New Century Worldwide Capital Limited Multi-Asia International Holdings Limited

(incorporated in the British Virgin Islands with limited liability) (incorporated in Bermuda with limited liability)

JOINT ANNOUNCEMENT

relating to the

Mandatory unconditional cash offer by

Kingston Securities Limited and Altus Capital Limited

on behalf of

New Century Worldwide Capital Limited

for all the issued shares in

Multi-Asia International Holdings Limited

(other than those already owned by the Offeror

or parties acting in concert with it)

Joint financial advisers to New Century Worldwide Capital Limited

The board of Directors announces that it was informed on 26th June, 2001 by the Offeror, that it has agreed to acquire 114,155,844 Shares, representing about 24.07% of the entire issued share capital of the Company from the Vendors at HK$ 0.455 per Share. Completion will take place on the Completion Date, except for the acquisition of 34,892,000 Shares, which was completed in two batches on 26th June and 28th June, 2001, respectively.
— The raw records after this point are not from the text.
mod mode {
    use super::*;
    #[test]
    fn from_str() {
        for (s, mode) in [
            ("c", Mode::Chip8),
            ("chip8", Mode::Chip8),
            ("CHIP-8", Mode::Chip8),
            ("s", Mode::SChip),
            ("schip", Mode::SChip),
            ("SuperChip", Mode::SChip),
        ] {
            assert_eq!(mode, s.parse().unwrap());
        }
    }
    #[test]
    fn invalid() {
        match "xochip".parse::<Mode>() {
            Err(Error::InvalidMode { mode }) => assert_eq!("xochip", mode),
            other => unreachable!("{other:?}"),
        }
    }
    #[test]
    fn default() {
        assert_eq!(Mode::Chip8, Mode::default());
    }
}

mod quirks {
    use super::*;

    #[test]
    fn from_chip8() {
        assert_eq!(
            Quirks::from(Mode::Chip8),
            Quirks {
                bin_ops: false,
                shift: false,
                dma_inc: false,
                jump_vx: false,
                index_overflow: false,
                extended: false,
            }
        )
    }

    #[test]
    fn from_schip() {
        assert_eq!(
            Quirks::from(Mode::SChip),
            Quirks {
                bin_ops: false,
                shift: true,
                dma_inc: true,
                jump_vx: true,
                index_overflow: true,
                extended: true,
            }
        )
    }

    #[test]
    fn eq() {
        assert_ne!(Quirks::from(Mode::Chip8), Quirks::from(Mode::SChip));
    }

    #[test]
    fn ord() {
        assert!(Quirks::from(Mode::Chip8) < Quirks::from(Mode::SChip));
    }

    #[test]
    fn hash() {
        let mut hasher = DefaultHasher::new();
        Quirks::from(Mode::SChip).hash(&mut hasher);
        println!("{hasher:?}");
    }
}

mod flags {
    use super::*;
    #[test]
    fn new() {
        let flags = Flags::new(Mode::SChip);
        assert_eq!(Mode::SChip, flags.mode);
        assert_eq!(Quirks::from(Mode::SChip), flags.quirks);
        assert!(!flags.debug && !flags.pause && !flags.keypause);
    }
    #[test]
    fn is_paused() {
        let mut flags = Flags::default();
        assert!(!flags.is_paused());
        flags.keypause = true;
        assert!(flags.is_paused());
    }
}

mod dis {
    use super::*;
    use imperative_rs::InstructionSet;

    #[test]
    #[allow(clippy::clone_on_copy)]
    fn clone() {
        let opcode = Insn::decode(&[0xef, 0xa1]).unwrap().1; // random valid opcode
        let clone = opcode.clone();
        assert_eq!(opcode, clone);
    }
    #[test]
    fn display() {
        let dis = Dis::plain();
        assert!(dis.once(0x00e0).contains("cls"));
        assert!(dis.once(0xa123).contains("123"));
        assert!(dis.once(0x00ff).contains("hires"));
        assert!(dis.once(0x5001).contains("inval"));
    }
    #[test]
    fn indexed_jump() {
        // both candidate offset registers are shown
        assert!(Dis::plain().once(0xb310).contains("v0|v3, $310"));
    }
    #[test]
    fn superchip() {
        assert!(Insn::decode(&[0x00, 0xfe]).unwrap().1.is_superchip());
        assert!(!Insn::decode(&[0xd0, 0x10]).unwrap().1.is_superchip());
    }
}

mod screen {
    use super::*;
    #[test]
    fn resolution() {
        let mut screen = Screen::new();
        assert_eq!(LORES, (screen.width(), screen.height()));
        screen.set_hires(true);
        assert_eq!(HIRES, (screen.width(), screen.height()));
        assert_eq!(128 * 64, screen.pixels().count());
    }
    #[test]
    fn print() {
        run(Mode::Chip8, &[0xd0, 0x05], 1).screen().print_screen();
    }
}

mod region {
    use super::*;
    #[test]
    fn display() {
        println!("{Charset}{HiresCharset}{Program}");
    }
    #[test]
    fn ranges_do_not_overlap() {
        assert!(Charset.range().end <= HiresCharset.range().start);
        assert!(HiresCharset.range().end <= Program.range().start);
        assert_eq!(MEM_SIZE, Program.range().end);
    }
}

#[test]
fn error() {
    let error = Error::UnimplementedInstruction {
        word: 0xffff,
        addr: 0x200,
    };
    // Print it with Display and Debug
    println!("{error} {error:?}");
}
On completion of the Acquisition, the Offeror and parties acting in concert with it, together with the 133,668,000 Shares it already held before the Acquisition, will be interested in 247,823,844 Shares, representing about 52.26% of the entire issued share capital of the Company. In compliance with the requirements under Rule 26.1 of the Takeovers Code, Kingston Securities and Altus will, on behalf of the Offeror, make a mandatory unconditional cash offer for all issued Shares not already owned or agreed to be acquired by the Offeror or parties acting in concert with it. The details of the Offer are set out below. Kingston Securities, Kingston Corporate Finance and Altus are satisfied that there are sufficient financial resources available to the Offeror to satisfy full acceptance of the Offer. The Offeror is a wholly owned subsidiary of Huang Group. Huang Group is wholly owned by a discretionary trust, the discretionary objects of which are the family members of Mr. Huang. Mr. Huang's brother Mr. Ng is a Director. Ms Chen, also a Director, is Mr. Huang's niece. On 5th July, 2001, the Offeror has entered into the Placing Agreement with Kingston Securities whereby Kingston Securities has agreed to place or procure the placing of a sufficient number of Shares to independent third parties out of the Shares that may be tendered to the Offeror under the Offer, at HK$0.455 per Share to ensure that only 25% of the issued share capital of the Company will be in public hands within a period of one month following the close of the Offer. The Offeror will hold a maximum of 75 % of the issued share capital of the Company after the Offer and completion of the placing of Shares pursuant to the Placing Agreement. Trading of the Shares was suspended at 10:00 a.m. on 26th June, 2001 at the request of the Company pending the release of this announcement. Application has been made to the Stock Exchange for the resumption of trading of the Shares at 10:00 a.m. on 6th July, 2001.

ACQUISITION

The Offeror has agreed to acquire at the consideration of HK$0.455 per Share 114,155,844 Shares from the Vendors and the Vendors have agreed to sell at HK$0.455 an aggregate of 114,155,844 Shares to the Offeror which is to be completed on the Completion Date, except for the acquisition of 34,892,000 Shares, which was completed in two batches on 26th June and 28th June, 2001, respectively. The Acquisition is unconditional. Before the Acquisition, the Offeror and parties acting in concert with it were interested in 133,668,000 Shares, representing about 28.18% of the issued share capital of the Company. After the Acquisition, the Offeror and parties acting in concert with it will be interested in 247,823,844 Shares, representing about 52.26% of the issued share capital of the Company. After completion of the Acquisition, except for one of the Vendors who will retain 2,104,000 Shares, about 0.44% of the total issued share capital of the Company, for investment purpose and will not accept the Offer for such number of Shares, other Vendors and parties acting in concert with each of them will hold no Shares. The consideration of the total amount of about HK$51.9 million, being HK$0.455 per Share, for the Acquisition is to be satisfied in cash. Completion of the acquisition of 79,263,844 Shares will take place on the Completion Date through the clearing system of the Stock Exchange, following the resumption of trading of the Shares on the Stock Exchange, and the acquisition of 34,892,000 Shares was completed in two batches on 26th June and 28th June, 2001, respectively. Please refer to section with heading "Information on the Offeror" below for information on the Offeror.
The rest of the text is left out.